### WHAT YOU SHOULD DO
Up to and including the line with "config.name.clone()", restate the records below word for word, beginning with their first line.

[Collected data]
—————

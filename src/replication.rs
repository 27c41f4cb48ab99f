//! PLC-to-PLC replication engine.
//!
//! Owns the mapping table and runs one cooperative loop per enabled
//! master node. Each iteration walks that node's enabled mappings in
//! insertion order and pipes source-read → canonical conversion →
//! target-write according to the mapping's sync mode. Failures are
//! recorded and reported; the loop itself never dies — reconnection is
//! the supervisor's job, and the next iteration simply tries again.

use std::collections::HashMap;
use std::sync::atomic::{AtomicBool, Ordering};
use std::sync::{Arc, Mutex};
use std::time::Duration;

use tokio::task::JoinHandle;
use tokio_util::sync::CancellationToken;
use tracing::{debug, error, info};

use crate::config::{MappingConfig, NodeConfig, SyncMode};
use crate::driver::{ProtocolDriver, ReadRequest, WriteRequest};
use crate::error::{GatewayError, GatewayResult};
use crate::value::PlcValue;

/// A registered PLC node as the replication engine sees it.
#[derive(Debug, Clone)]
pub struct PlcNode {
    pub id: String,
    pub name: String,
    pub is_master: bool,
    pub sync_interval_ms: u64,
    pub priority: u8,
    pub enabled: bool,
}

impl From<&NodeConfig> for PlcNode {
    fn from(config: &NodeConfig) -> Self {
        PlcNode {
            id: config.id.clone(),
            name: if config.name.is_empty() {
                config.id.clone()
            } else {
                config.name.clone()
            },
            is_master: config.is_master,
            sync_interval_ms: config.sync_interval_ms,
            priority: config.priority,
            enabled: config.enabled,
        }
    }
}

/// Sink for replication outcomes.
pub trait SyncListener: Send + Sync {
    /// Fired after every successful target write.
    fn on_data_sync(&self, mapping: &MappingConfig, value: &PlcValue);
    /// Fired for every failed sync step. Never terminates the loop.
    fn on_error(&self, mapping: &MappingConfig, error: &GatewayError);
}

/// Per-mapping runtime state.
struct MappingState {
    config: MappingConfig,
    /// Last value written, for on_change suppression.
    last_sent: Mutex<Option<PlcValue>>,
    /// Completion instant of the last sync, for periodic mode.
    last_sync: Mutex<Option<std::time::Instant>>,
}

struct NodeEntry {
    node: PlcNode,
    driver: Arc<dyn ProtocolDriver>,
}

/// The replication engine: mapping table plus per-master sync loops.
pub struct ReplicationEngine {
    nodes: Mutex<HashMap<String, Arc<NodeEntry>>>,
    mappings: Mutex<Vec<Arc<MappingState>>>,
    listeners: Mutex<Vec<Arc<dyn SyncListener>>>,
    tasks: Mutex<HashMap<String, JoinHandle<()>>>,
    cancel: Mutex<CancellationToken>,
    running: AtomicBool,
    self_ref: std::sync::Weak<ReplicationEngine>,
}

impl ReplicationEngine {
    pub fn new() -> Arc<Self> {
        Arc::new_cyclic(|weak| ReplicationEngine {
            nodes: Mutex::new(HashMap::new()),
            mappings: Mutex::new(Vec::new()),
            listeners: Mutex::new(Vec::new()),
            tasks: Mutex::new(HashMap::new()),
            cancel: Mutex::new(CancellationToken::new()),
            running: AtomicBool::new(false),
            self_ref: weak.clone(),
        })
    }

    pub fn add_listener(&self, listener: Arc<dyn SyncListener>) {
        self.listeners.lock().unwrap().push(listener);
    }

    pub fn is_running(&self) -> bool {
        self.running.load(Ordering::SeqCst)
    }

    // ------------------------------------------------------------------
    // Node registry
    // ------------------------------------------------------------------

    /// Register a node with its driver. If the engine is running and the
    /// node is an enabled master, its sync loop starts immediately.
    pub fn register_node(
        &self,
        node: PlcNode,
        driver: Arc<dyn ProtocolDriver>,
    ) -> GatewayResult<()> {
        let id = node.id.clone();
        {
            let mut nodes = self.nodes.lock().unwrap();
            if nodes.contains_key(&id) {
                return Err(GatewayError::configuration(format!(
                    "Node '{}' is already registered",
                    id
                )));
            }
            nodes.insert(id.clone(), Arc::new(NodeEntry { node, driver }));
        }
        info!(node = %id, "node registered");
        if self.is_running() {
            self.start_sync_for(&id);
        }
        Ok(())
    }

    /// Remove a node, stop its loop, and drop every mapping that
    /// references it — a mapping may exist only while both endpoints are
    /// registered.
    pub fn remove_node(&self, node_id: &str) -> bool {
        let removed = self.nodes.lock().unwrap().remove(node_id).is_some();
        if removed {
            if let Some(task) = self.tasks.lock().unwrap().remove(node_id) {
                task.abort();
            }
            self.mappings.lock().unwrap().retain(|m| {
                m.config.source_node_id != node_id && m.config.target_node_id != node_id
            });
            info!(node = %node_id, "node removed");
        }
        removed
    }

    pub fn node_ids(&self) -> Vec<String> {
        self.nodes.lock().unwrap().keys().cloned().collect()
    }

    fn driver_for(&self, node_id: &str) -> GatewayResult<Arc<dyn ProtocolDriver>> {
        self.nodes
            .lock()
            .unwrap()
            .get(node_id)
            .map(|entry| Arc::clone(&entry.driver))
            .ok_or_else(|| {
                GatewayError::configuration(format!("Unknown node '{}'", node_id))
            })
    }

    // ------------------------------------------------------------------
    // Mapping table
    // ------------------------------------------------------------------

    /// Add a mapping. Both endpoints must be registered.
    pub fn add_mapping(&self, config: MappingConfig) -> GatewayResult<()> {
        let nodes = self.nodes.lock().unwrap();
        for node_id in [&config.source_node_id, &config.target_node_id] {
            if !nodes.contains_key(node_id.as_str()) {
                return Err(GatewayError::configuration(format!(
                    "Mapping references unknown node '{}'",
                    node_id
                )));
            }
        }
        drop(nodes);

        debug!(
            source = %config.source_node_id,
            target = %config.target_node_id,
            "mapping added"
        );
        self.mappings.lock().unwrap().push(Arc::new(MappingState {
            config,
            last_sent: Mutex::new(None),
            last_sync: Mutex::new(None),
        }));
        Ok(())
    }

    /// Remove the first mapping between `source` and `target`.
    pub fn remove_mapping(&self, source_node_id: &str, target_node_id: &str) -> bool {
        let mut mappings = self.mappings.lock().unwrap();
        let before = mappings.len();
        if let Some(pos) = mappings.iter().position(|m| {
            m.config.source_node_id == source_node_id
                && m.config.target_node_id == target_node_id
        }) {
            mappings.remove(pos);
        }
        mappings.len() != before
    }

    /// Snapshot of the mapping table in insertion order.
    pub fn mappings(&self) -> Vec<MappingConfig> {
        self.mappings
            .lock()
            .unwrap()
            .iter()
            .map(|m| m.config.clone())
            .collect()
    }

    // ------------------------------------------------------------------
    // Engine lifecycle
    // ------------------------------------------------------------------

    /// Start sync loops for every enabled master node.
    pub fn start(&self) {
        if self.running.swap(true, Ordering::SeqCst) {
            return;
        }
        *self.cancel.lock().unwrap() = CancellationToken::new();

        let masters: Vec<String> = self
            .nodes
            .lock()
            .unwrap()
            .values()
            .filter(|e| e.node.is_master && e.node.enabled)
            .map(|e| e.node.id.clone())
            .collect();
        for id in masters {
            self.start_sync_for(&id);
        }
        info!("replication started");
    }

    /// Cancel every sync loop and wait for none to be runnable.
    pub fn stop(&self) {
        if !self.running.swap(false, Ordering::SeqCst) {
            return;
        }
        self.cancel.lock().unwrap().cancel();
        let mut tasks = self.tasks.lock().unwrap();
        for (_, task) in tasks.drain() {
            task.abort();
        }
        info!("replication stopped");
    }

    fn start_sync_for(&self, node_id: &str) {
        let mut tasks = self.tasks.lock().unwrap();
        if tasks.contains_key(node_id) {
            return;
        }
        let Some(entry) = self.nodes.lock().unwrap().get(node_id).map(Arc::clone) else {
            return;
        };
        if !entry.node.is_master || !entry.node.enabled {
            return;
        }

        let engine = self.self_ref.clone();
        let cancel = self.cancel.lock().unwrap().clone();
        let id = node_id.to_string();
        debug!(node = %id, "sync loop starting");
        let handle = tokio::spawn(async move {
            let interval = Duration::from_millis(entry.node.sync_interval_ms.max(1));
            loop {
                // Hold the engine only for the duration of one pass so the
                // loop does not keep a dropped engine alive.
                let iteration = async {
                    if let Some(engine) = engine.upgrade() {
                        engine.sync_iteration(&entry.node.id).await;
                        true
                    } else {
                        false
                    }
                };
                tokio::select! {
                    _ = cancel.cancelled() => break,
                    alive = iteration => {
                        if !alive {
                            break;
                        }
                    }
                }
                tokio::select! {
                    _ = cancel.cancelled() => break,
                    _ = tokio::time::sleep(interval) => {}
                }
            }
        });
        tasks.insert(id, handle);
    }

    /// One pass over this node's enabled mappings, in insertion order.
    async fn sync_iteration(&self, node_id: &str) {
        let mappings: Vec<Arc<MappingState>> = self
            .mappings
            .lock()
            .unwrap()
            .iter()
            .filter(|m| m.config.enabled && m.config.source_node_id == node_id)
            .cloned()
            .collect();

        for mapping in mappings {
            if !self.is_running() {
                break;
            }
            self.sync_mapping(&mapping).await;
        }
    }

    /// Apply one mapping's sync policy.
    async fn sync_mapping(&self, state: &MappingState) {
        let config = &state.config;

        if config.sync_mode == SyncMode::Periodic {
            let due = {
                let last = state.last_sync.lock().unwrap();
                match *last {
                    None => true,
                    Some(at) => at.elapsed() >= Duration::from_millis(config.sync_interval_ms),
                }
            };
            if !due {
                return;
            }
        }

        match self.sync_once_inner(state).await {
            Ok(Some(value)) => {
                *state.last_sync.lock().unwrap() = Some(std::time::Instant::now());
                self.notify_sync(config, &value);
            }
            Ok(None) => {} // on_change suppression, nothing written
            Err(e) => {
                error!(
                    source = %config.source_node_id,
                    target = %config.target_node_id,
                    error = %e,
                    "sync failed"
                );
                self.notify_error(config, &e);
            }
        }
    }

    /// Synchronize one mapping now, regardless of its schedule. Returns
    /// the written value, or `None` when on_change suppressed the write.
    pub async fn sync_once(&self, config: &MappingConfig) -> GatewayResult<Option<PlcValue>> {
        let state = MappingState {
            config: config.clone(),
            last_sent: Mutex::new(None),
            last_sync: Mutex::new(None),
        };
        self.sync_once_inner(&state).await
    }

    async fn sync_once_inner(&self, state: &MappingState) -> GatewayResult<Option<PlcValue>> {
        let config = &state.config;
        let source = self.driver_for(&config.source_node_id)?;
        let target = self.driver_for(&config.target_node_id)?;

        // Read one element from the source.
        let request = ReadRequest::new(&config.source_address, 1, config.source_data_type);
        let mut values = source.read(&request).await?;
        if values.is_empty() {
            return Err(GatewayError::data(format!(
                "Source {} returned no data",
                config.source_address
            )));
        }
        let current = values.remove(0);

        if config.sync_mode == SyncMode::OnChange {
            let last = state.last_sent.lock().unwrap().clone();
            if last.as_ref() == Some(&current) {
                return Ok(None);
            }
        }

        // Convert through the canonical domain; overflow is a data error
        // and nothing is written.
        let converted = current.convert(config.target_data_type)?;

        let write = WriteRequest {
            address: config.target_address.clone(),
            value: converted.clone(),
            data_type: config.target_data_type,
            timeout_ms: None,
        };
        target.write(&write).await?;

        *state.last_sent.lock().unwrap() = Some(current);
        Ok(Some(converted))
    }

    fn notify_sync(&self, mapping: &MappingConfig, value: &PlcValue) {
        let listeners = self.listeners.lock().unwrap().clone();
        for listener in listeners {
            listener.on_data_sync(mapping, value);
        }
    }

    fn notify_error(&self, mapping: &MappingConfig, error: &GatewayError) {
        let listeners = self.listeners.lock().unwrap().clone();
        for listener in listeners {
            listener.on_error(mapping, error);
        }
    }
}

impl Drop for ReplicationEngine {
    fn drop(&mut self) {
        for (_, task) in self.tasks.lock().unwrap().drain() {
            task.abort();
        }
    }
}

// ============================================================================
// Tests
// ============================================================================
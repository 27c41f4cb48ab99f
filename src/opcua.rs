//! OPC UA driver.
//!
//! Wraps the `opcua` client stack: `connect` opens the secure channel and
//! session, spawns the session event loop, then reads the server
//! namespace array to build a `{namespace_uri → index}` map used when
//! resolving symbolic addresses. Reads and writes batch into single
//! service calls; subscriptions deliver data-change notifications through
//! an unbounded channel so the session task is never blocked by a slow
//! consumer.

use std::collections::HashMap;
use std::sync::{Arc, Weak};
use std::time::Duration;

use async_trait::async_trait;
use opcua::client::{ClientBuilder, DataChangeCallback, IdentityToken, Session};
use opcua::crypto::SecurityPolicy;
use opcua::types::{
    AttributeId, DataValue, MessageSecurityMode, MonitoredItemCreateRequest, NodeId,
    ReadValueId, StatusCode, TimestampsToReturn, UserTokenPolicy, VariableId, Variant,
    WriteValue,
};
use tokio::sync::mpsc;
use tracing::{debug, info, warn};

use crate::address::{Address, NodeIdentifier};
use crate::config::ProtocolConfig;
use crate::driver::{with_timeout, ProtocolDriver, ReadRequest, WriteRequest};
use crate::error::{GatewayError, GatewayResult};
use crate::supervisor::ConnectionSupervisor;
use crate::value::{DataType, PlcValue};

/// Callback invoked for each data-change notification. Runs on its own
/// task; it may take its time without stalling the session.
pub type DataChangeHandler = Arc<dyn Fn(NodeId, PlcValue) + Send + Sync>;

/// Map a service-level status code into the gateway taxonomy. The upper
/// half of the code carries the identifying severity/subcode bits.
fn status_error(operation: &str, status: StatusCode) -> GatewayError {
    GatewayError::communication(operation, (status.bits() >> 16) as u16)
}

—————

### EXERCISE RESPONSE
filename src/replication.rs
repository 27c41f4cb48ab99f
//! PLC-to-PLC replication engine.
//!
//! Owns the mapping table and runs one cooperative loop per enabled
//! master node. Each iteration walks that node's enabled mappings in
//! insertion order and pipes source-read → canonical conversion →
//! target-write according to the mapping's sync mode. Failures are
//! recorded and reported; the loop itself never dies — reconnection is
//! the supervisor's job, and the next iteration simply tries again.

use std::collections::HashMap;
use std::sync::atomic::{AtomicBool, Ordering};
use std::sync::{Arc, Mutex};
use std::time::Duration;

use tokio::task::JoinHandle;
use tokio_util::sync::CancellationToken;
use tracing::{debug, error, info};

use crate::config::{MappingConfig, NodeConfig, SyncMode};
use crate::driver::{ProtocolDriver, ReadRequest, WriteRequest};
use crate::error::{GatewayError, GatewayResult};
use crate::value::PlcValue;

/// A registered PLC node as the replication engine sees it.
#[derive(Debug, Clone)]
pub struct PlcNode {
    pub id: String,
    pub name: String,
    pub is_master: bool,
    pub sync_interval_ms: u64,
    pub priority: u8,
    pub enabled: bool,
}

impl From<&NodeConfig> for PlcNode {
    fn from(config: &NodeConfig) -> Self {
        PlcNode {
            id: config.id.clone(),
            name: if config.name.is_empty() {
                config.id.clone()
            } else {
                config.name.clone()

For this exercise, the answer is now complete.